Natürlich spricht zuerst der bayerische Ministerpräsident: "Bisher vermittelte uns die Bildröhre hauptsächlich Neuigkeiten, Unterhaltung und zwischenhinein Werbung." Nun aber, verkündet Alfons Goppel, werde das Fernsehen helfen, auf breitem Raum Bildung zu vermitteln. Für den Landesvater "ein neuer Beweis für die Stellung Bayerns im deutschen Kulturleben."
Mit diesem heimatstolzen Wort eröffnet Goppel am 22. September 1964 im Bayerischen Fernsehen das erste Dritte Programm. Die anderen Landesanstalten der ARD werden bis 1969 folgen. Nicht ganz unschuldig am Entstehen der Regional-Ableger ist das Zweite Deutsche Fernsehen (ZDF), das seit 1963 um Zuschauer buhlt. "Die Verantwortlichen bei der ARD haben gemerkt, dass ihnen da eine Konkurrenz heranwächst. Der wollte man nicht kampflos das Terrain überlassen", weiß der Journalist Karl-Otto Saur, Autor eines Buches über die Geschichte des Bayerischen Rundfunks (BR).

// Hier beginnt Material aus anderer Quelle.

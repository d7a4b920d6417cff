// crates/pcbook-rpc/src/handlers/mod.rs
//
// Service implementations plus the helpers they share: deriving a call
// context from an inbound request, cancelling it when the caller stops
// listening, and mapping errors onto gRPC statuses.

pub mod auth;
pub mod laptop;

use tokio::sync::mpsc;
use tokio::task::JoinHandle;
use tonic::{Request, Status};

use pcbook_core::context::{CallContext, ContextError};

pub use auth::AuthServer;
pub use laptop::LaptopServer;

/// Capacity of the channel feeding a response stream.
pub(crate) const STREAM_BUFFER: usize = 16;

/// Build the context for one call from its `grpc-timeout` header.
pub(crate) fn call_context<T>(request: &Request<T>) -> CallContext {
    let timeout = request
        .metadata()
        .get("grpc-timeout")
        .and_then(|value| value.to_str().ok());
    CallContext::from_grpc_timeout(timeout)
}

pub(crate) fn context_status(err: ContextError) -> Status {
    match err {
        ContextError::Canceled => Status::cancelled(err.to_string()),
        ContextError::DeadlineExceeded => Status::deadline_exceeded(err.to_string()),
    }
}

/// Log a status before it is returned to the caller.
pub(crate) fn log_status(status: Status) -> Status {
    tracing::warn!(code = ?status.code(), "{}", status.message());
    status
}

/// Cancels a call context once the receiving half of a response stream is
/// dropped, i.e. when the client goes away. The watcher is aborted when the
/// guard is dropped so it does not keep the stream open.
pub(crate) struct CancelOnClose(JoinHandle<()>);

impl CancelOnClose {
    pub(crate) fn watch<T: Send + 'static>(tx: &mpsc::Sender<T>, ctx: &CallContext) -> Self {
        let tx = tx.clone();
        let ctx = ctx.clone();
        Self(tokio::spawn(async move {
            tx.closed().await;
            ctx.cancel();
        }))
    }
}

impl Drop for CancelOnClose {
    fn drop(&mut self) {
        self.0.abort();
    }
}
// Generates the LaptopService and AuthService plumbing (server traits and
// clients) from hand-written prost messages in `src/proto.rs`. No `.proto`
// file and no `protoc` are involved.

use tonic_build::manual::{Builder, Method, Service};

const CODEC: &str = "tonic::codec::ProstCodec";

fn method(name: &str, route: &str, input: &str, output: &str) -> tonic_build::manual::MethodBuilder {
    Method::builder()
        .name(name)
        .route_name(route)
        .input_type(format!("crate::proto::{}", input))
        .output_type(format!("crate::proto::{}", output))
        .codec_path(CODEC)
}

fn main() {
    println!("cargo:rerun-if-changed=build.rs");

    let laptop_service = Service::builder()
        .name("LaptopService")
        .package("pcbook")
        .method(
            method("create_laptop", "CreateLaptop", "CreateLaptopRequest", "CreateLaptopResponse")
                .build(),
        )
        .method(
            method("search_laptop", "SearchLaptop", "SearchLaptopRequest", "SearchLaptopResponse")
                .server_streaming()
                .build(),
        )
        .method(
            method("upload_image", "UploadImage", "UploadImageRequest", "UploadImageResponse")
                .client_streaming()
                .build(),
        )
        .method(
            method("rate_laptop", "RateLaptop", "RateLaptopRequest", "RateLaptopResponse")
                .client_streaming()
                .server_streaming()
                .build(),
        )
        .build();

    let auth_service = Service::builder()
        .name("AuthService")
        .package("pcbook")
        .method(method("login", "Login", "LoginRequest", "LoginResponse").build())
        .build();

    Builder::new().compile(&[laptop_service, auth_service]);
}
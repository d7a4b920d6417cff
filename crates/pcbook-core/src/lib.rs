// crates/pcbook-core/src/lib.rs
//
// pcbook-core: Core types, traits, and credential primitives for the pcbook
// laptop catalog.
//
// This is the leaf crate that all other crates in the workspace depend on.
// It defines the catalog messages shared by the stores and the RPC layer,
// the error type, the call context used for cooperative cancellation,
// the token manager, user records, and the store trait interfaces.

pub mod access;
pub mod context;
pub mod crypto;
pub mod error;
pub mod filter;
pub mod laptop;
pub mod sample;
pub mod serializer;
pub mod token;
pub mod traits;
pub mod user;

// Re-export key types for ergonomic access from downstream crates.
// Usage: `use pcbook_core::Laptop;`

// Catalog messages
pub use filter::Filter;
pub use laptop::{Cpu, Gpu, Keyboard, Laptop, Memory, Rating, Screen, Storage};

// Call context
pub use context::{CallContext, ContextError};

// Auth
pub use access::AccessPolicy;
pub use token::{TokenManager, UserClaims};
pub use user::User;

// Error type
pub use error::CatalogError;

// Traits
pub use traits::{ImageStore, LaptopSink, LaptopStore, RatingStore, UserStore};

Pädagogisches Pantoffelkino
Das "Lehr- und Studienprogramm" der Münchener bietet anfangs nur Schulfernsehen und Sprachkurse, Nachhilfe in Politik und Vorlesungen von Professoren. Es ist Fernsehen im Sparformat, denn teuer darf das jüngste Kind der ARD nicht sein. Deshalb, erklärt Programmdirektor Helmut Oeller zum Sendestart, "ist es günstig, dass wir häufig mit Wissenschaftlern, mit Professoren arbeiten. Denn der Professor ist billiger als der Clown."
Neben der Bildung soll das Dritte Programm, wie Buchautor Saur es nennt, "das Stammesbewusstsein des jeweiligen Landessenders fördern". Deshalb beleben überall auch Brauchtumspfleger und Heimatkundler die kargen Kulissen der Dritten. Die meiste Sendezeit aber füllen Kurse für Autofahrer und anderes pädagogisches Pantoffelkino. Legendär wird das in allen Dritten ausgestrahlte Telekolleg. Obwohl der Nachhilfeunterricht staubtrocken serviert wird, lobt Karl-Otto Saur die TV-Volkshochschule: "Das war wirklich eine Art Kulturrevolution, dass man den Leuten mit Hilfe des Fernsehens ermöglichen wollte, einen höheren Schulabschluss zu erreichen."
Die Sonderwege des BR
Im Lauf der 70er Jahre werden die anfangs nur wenige Stunden ausgestrahlten Dritten zu Vollprogrammen ausgebaut. Jede von einer der ARD-Landesanstalten gezeigte Sendung steht prinzipiell auch den anderen zu Verfügung. Doch die Bayern gehen kulturell gern weiter eigene Wege. Als NDR und WDR 1971 die Vorschul-Serie "Sesamstraße" starten - die anderen Sender folgen bald - da lehnt BR-Fernseh-Direktor Helmut Oeller die Ausstrahlung ab mit der Begründung: "Deutsche Kinder können sich mit den in der Sendung auftretenden Negern nicht identifizieren."
Mit den Serien "Ein Herz und eine Seele" des WDR oder den "Münchener Geschichten" im Bayerischen Fernsehen erobert dann auch die Unterhaltung ihren Platz bei den Dritten. 1978 verursacht der BR erneut einen Eklat, als er die Ausstrahlung des US-Vierteilers "Holocaust" im Ersten Programm blockiert. So läuft das außergewöhnliche Nazi-Drama erstmals zeitgleich in allen Dritten und löst eine bundesweite Debatte über die NS-Verbrechen an Juden aus. An den vier Sendeabenden klettert die Einschaltquote von normalerweise weit unter 10 Prozent auf über 40 Prozent. Durch diesen Erfolg, so das Resümee des TV-Experten Saur, "sind die Dritten Programme erst so richtig im Bewusstsein der Zuschauer angekommen."